-- DATASET EXCERPTS follows --

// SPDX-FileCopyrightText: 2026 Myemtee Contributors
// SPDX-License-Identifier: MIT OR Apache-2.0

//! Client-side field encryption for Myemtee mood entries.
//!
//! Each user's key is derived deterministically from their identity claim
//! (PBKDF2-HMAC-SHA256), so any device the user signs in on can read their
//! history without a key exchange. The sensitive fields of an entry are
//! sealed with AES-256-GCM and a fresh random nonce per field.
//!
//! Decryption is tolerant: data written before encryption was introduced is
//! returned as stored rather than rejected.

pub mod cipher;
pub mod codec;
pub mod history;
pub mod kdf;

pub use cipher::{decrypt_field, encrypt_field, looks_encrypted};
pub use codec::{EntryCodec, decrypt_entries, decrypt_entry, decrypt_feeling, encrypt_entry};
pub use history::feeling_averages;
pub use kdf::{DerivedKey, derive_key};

-- DATASET EXCERPTS concluded --

▸ INSTRUCTIONS TO FOLLOW
Determine the number of lines in the data that contain "codec" as a word or string, and state only that number.

▸ YOUR RESPONSE
2